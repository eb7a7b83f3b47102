//! In-process implementations of the storage traits.
//!
//! These back the analysis service when no database is configured and in
//! tests. Data lives for the lifetime of the value.

use std::collections::HashMap;

use async_trait::async_trait;
use serde_json::Value as JsonValue;
use tokio::sync::RwLock;
use tracing::debug;
use uuid::Uuid;

use saga_core::{CacheEntry, ContentCache, Error, ExtractedUnit, Result, UnitRepository};

#[derive(Debug, Default)]
struct UnitHistory {
    by_hash: HashMap<String, CacheEntry>,
    /// Hashes in store order, most recent last.
    order: Vec<String>,
}

/// In-memory [`ContentCache`] keyed by `(unit_id, content_hash)`.
#[derive(Debug, Default)]
pub struct MemoryContentCache {
    units: RwLock<HashMap<Uuid, UnitHistory>>,
}

impl MemoryContentCache {
    pub fn new() -> Self {
        Self::default()
    }

    /// Total number of entries across all units.
    pub async fn len(&self) -> usize {
        self.units
            .read()
            .await
            .values()
            .map(|h| h.by_hash.len())
            .sum()
    }

    pub async fn is_empty(&self) -> bool {
        self.len().await == 0
    }
}

#[async_trait]
impl ContentCache for MemoryContentCache {
    async fn lookup(&self, unit_id: Uuid, content_hash: &str) -> Result<Option<CacheEntry>> {
        let units = self.units.read().await;
        let entry = units
            .get(&unit_id)
            .and_then(|h| h.by_hash.get(content_hash))
            .cloned();
        debug!(
            subsystem = "cache",
            op = "lookup",
            unit_id = %unit_id,
            content_hash = %content_hash,
            cache_hit = entry.is_some(),
            "Cache lookup"
        );
        Ok(entry)
    }

    async fn store(
        &self,
        unit_id: Uuid,
        content_hash: &str,
        raw_result: JsonValue,
        model_used: &str,
    ) -> Result<CacheEntry> {
        let entry = CacheEntry::new(unit_id, content_hash, raw_result, model_used);

        let mut units = self.units.write().await;
        let history = units.entry(unit_id).or_default();
        history.order.retain(|h| h != content_hash);
        history.order.push(content_hash.to_string());
        history
            .by_hash
            .insert(content_hash.to_string(), entry.clone());

        debug!(
            subsystem = "cache",
            op = "store",
            unit_id = %unit_id,
            content_hash = %content_hash,
            unit_count = entry.derived_count,
            "Cache entry stored"
        );
        Ok(entry)
    }

    async fn invalidate(&self, unit_id: Uuid) -> Result<u64> {
        let removed = self
            .units
            .write()
            .await
            .remove(&unit_id)
            .map(|h| h.by_hash.len() as u64)
            .unwrap_or(0);
        debug!(subsystem = "cache", op = "invalidate", unit_id = %unit_id, removed, "Cache invalidated");
        Ok(removed)
    }

    async fn latest(&self, unit_id: Uuid) -> Result<Option<CacheEntry>> {
        let units = self.units.read().await;
        Ok(units.get(&unit_id).and_then(|h| {
            h.order
                .last()
                .and_then(|hash| h.by_hash.get(hash))
                .cloned()
        }))
    }

    async fn entries(&self, unit_id: Uuid) -> Result<Vec<CacheEntry>> {
        let units = self.units.read().await;
        Ok(units
            .get(&unit_id)
            .map(|h| {
                h.order
                    .iter()
                    .rev()
                    .filter_map(|hash| h.by_hash.get(hash).cloned())
                    .collect()
            })
            .unwrap_or_default())
    }
}

/// In-memory [`UnitRepository`] preserving insertion order.
#[derive(Debug, Default)]
pub struct MemoryUnitRepository {
    units: RwLock<Vec<ExtractedUnit>>,
}

impl MemoryUnitRepository {
    pub fn new() -> Self {
        Self::default()
    }
}

#[async_trait]
impl UnitRepository for MemoryUnitRepository {
    async fn replace_for_parent(
        &self,
        parent_unit_id: Uuid,
        units: &[ExtractedUnit],
    ) -> Result<()> {
        if let Some(stray) = units.iter().find(|u| u.parent_unit_id != parent_unit_id) {
            return Err(Error::InvalidInput(format!(
                "unit {} belongs to parent {}, not {}",
                stray.id, stray.parent_unit_id, parent_unit_id
            )));
        }

        let mut stored = self.units.write().await;
        let before = stored.len();
        stored.retain(|u| u.parent_unit_id != parent_unit_id);
        let removed = before - stored.len();
        stored.extend(units.iter().cloned());

        debug!(
            subsystem = "db",
            op = "replace_units",
            unit_id = %parent_unit_id,
            removed,
            unit_count = units.len(),
            "Replaced extracted units"
        );
        Ok(())
    }

    async fn list_by_scope(&self, scope_id: Uuid) -> Result<Vec<ExtractedUnit>> {
        Ok(self
            .units
            .read()
            .await
            .iter()
            .filter(|u| u.scope_id == scope_id)
            .cloned()
            .collect())
    }

    async fn list_by_parent(&self, parent_unit_id: Uuid) -> Result<Vec<ExtractedUnit>> {
        Ok(self
            .units
            .read()
            .await
            .iter()
            .filter(|u| u.parent_unit_id == parent_unit_id)
            .cloned()
            .collect())
    }

    async fn get(&self, id: Uuid) -> Result<Option<ExtractedUnit>> {
        Ok(self.units.read().await.iter().find(|u| u.id == id).cloned())
    }

    async fn delete_for_parent(&self, parent_unit_id: Uuid) -> Result<u64> {
        let mut stored = self.units.write().await;
        let before = stored.len();
        stored.retain(|u| u.parent_unit_id != parent_unit_id);
        Ok((before - stored.len()) as u64)
    }
}

#[cfg(test)]
mod tests {
    use super::*;
    use serde_json::json;

    fn unit(id: u128, parent: u128, scope: u128) -> ExtractedUnit {
        ExtractedUnit {
            id: Uuid::from_u128(id),
            parent_unit_id: Uuid::from_u128(parent),
            scope_id: Uuid::from_u128(scope),
            title: format!("unit {}", id),
            description: String::new(),
            temporal_key: 0,
            era: None,
            characters: vec![],
            locations: vec![],
            position: 0,
            image_seed: None,
            connections: vec![],
        }
    }

    #[tokio::test]
    async fn test_lookup_miss_on_cold_cache() {
        let cache = MemoryContentCache::new();
        assert!(cache.lookup(Uuid::nil(), "h").await.unwrap().is_none());
        assert!(cache.is_empty().await);
    }

    #[tokio::test]
    async fn test_store_then_lookup() {
        let cache = MemoryContentCache::new();
        let unit_id = Uuid::from_u128(1);
        let stored = cache
            .store(unit_id, "h1", json!({"events": [{}]}), "m")
            .await
            .unwrap();
        assert_eq!(stored.derived_count, 1);

        let found = cache.lookup(unit_id, "h1").await.unwrap().unwrap();
        assert_eq!(found, stored);
        assert!(cache.lookup(unit_id, "h2").await.unwrap().is_none());
        assert!(cache.lookup(Uuid::from_u128(2), "h1").await.unwrap().is_none());
    }

    #[tokio::test]
    async fn test_new_hash_keeps_history() {
        let cache = MemoryContentCache::new();
        let unit_id = Uuid::from_u128(1);
        cache.store(unit_id, "h1", json!({"events": []}), "m").await.unwrap();
        cache.store(unit_id, "h2", json!({"events": []}), "m").await.unwrap();

        assert!(cache.lookup(unit_id, "h1").await.unwrap().is_some());
        assert_eq!(cache.latest(unit_id).await.unwrap().unwrap().content_hash, "h2");
        let hashes: Vec<String> = cache
            .entries(unit_id)
            .await
            .unwrap()
            .into_iter()
            .map(|e| e.content_hash)
            .collect();
        assert_eq!(hashes, vec!["h2", "h1"]);
    }

    #[tokio::test]
    async fn test_store_same_key_overwrites() {
        let cache = MemoryContentCache::new();
        let unit_id = Uuid::from_u128(1);
        cache.store(unit_id, "h1", json!({"events": []}), "old").await.unwrap();
        cache.store(unit_id, "h2", json!({"events": []}), "m").await.unwrap();
        cache
            .store(unit_id, "h1", json!({"events": [{}, {}]}), "new")
            .await
            .unwrap();

        let entry = cache.lookup(unit_id, "h1").await.unwrap().unwrap();
        assert_eq!(entry.model_used, "new");
        assert_eq!(entry.derived_count, 2);
        assert_eq!(cache.len().await, 2);
        assert_eq!(cache.latest(unit_id).await.unwrap().unwrap().content_hash, "h1");
    }

    #[tokio::test]
    async fn test_invalidate_removes_all_hashes() {
        let cache = MemoryContentCache::new();
        let unit_id = Uuid::from_u128(1);
        cache.store(unit_id, "h1", json!({"events": []}), "m").await.unwrap();
        cache.store(unit_id, "h2", json!({"events": []}), "m").await.unwrap();
        cache
            .store(Uuid::from_u128(2), "h1", json!({"events": []}), "m")
            .await
            .unwrap();

        assert_eq!(cache.invalidate(unit_id).await.unwrap(), 2);
        assert!(cache.lookup(unit_id, "h1").await.unwrap().is_none());
        assert!(cache.latest(unit_id).await.unwrap().is_none());
        assert!(cache.lookup(Uuid::from_u128(2), "h1").await.unwrap().is_some());
        assert_eq!(cache.invalidate(unit_id).await.unwrap(), 0);
    }

    #[tokio::test]
    async fn test_replace_for_parent_keeps_insertion_order() {
        let repo = MemoryUnitRepository::new();
        repo.replace_for_parent(Uuid::from_u128(10), &[unit(1, 10, 99), unit(2, 10, 99)])
            .await
            .unwrap();
        repo.replace_for_parent(Uuid::from_u128(20), &[unit(3, 20, 99)])
            .await
            .unwrap();

        let ids: Vec<u128> = repo
            .list_by_scope(Uuid::from_u128(99))
            .await
            .unwrap()
            .iter()
            .map(|u| u.id.as_u128())
            .collect();
        assert_eq!(ids, vec![1, 2, 3]);

        // re-analysis of parent 10 replaces its units and moves them last
        repo.replace_for_parent(Uuid::from_u128(10), &[unit(4, 10, 99)])
            .await
            .unwrap();
        let ids: Vec<u128> = repo
            .list_by_scope(Uuid::from_u128(99))
            .await
            .unwrap()
            .iter()
            .map(|u| u.id.as_u128())
            .collect();
        assert_eq!(ids, vec![3, 4]);
        assert!(repo.get(Uuid::from_u128(1)).await.unwrap().is_none());
    }

    #[tokio::test]
    async fn test_replace_rejects_foreign_units() {
        let repo = MemoryUnitRepository::new();
        let err = repo
            .replace_for_parent(Uuid::from_u128(10), &[unit(1, 11, 99)])
            .await
            .unwrap_err();
        assert!(matches!(err, Error::InvalidInput(_)));
        assert!(repo.list_by_scope(Uuid::from_u128(99)).await.unwrap().is_empty());
    }

    #[tokio::test]
    async fn test_scope_isolation_and_delete() {
        let repo = MemoryUnitRepository::new();
        repo.replace_for_parent(Uuid::from_u128(10), &[unit(1, 10, 1)])
            .await
            .unwrap();
        repo.replace_for_parent(Uuid::from_u128(20), &[unit(2, 20, 2)])
            .await
            .unwrap();

        assert_eq!(repo.list_by_scope(Uuid::from_u128(1)).await.unwrap().len(), 1);
        assert_eq!(repo.list_by_parent(Uuid::from_u128(20)).await.unwrap().len(), 1);
        assert_eq!(repo.delete_for_parent(Uuid::from_u128(20)).await.unwrap(), 1);
        assert!(repo.list_by_scope(Uuid::from_u128(2)).await.unwrap().is_empty());
    }
}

◇ ◇ ◇ ◇

- _THE TASK_:
Using the data above, restate word for word the lines from its opening line through the line that contains "async fn lookup(&self, unit_id: Uuid, content_hash: &str)", and no more.

- _RESPONSE AREA_:
repository eb7a7b83f3b47102
//! In-process implementations of the storage traits.
//!
//! These back the analysis service when no database is configured and in
//! tests. Data lives for the lifetime of the value.

use std::collections::HashMap;

use async_trait::async_trait;
use serde_json::Value as JsonValue;
use tokio::sync::RwLock;
use tracing::debug;
use uuid::Uuid;

use saga_core::{CacheEntry, ContentCache, Error, ExtractedUnit, Result, UnitRepository};

#[derive(Debug, Default)]
struct UnitHistory {
    by_hash: HashMap<String, CacheEntry>,
    /// Hashes in store order, most recent last.
    order: Vec<String>,
}

/// In-memory [`ContentCache`] keyed by `(unit_id, content_hash)`.
#[derive(Debug, Default)]
pub struct MemoryContentCache {
    units: RwLock<HashMap<Uuid, UnitHistory>>,
}

impl MemoryContentCache {
    pub fn new() -> Self {
        Self::default()
    }

    /// Total number of entries across all units.
    pub async fn len(&self) -> usize {
        self.units
            .read()
            .await
            .values()
            .map(|h| h.by_hash.len())
            .sum()
    }

    pub async fn is_empty(&self) -> bool {
        self.len().await == 0
    }
}

#[async_trait]
impl ContentCache for MemoryContentCache {
    async fn lookup(&self, unit_id: Uuid, content_hash: &str) -> Result<Option<CacheEntry>> {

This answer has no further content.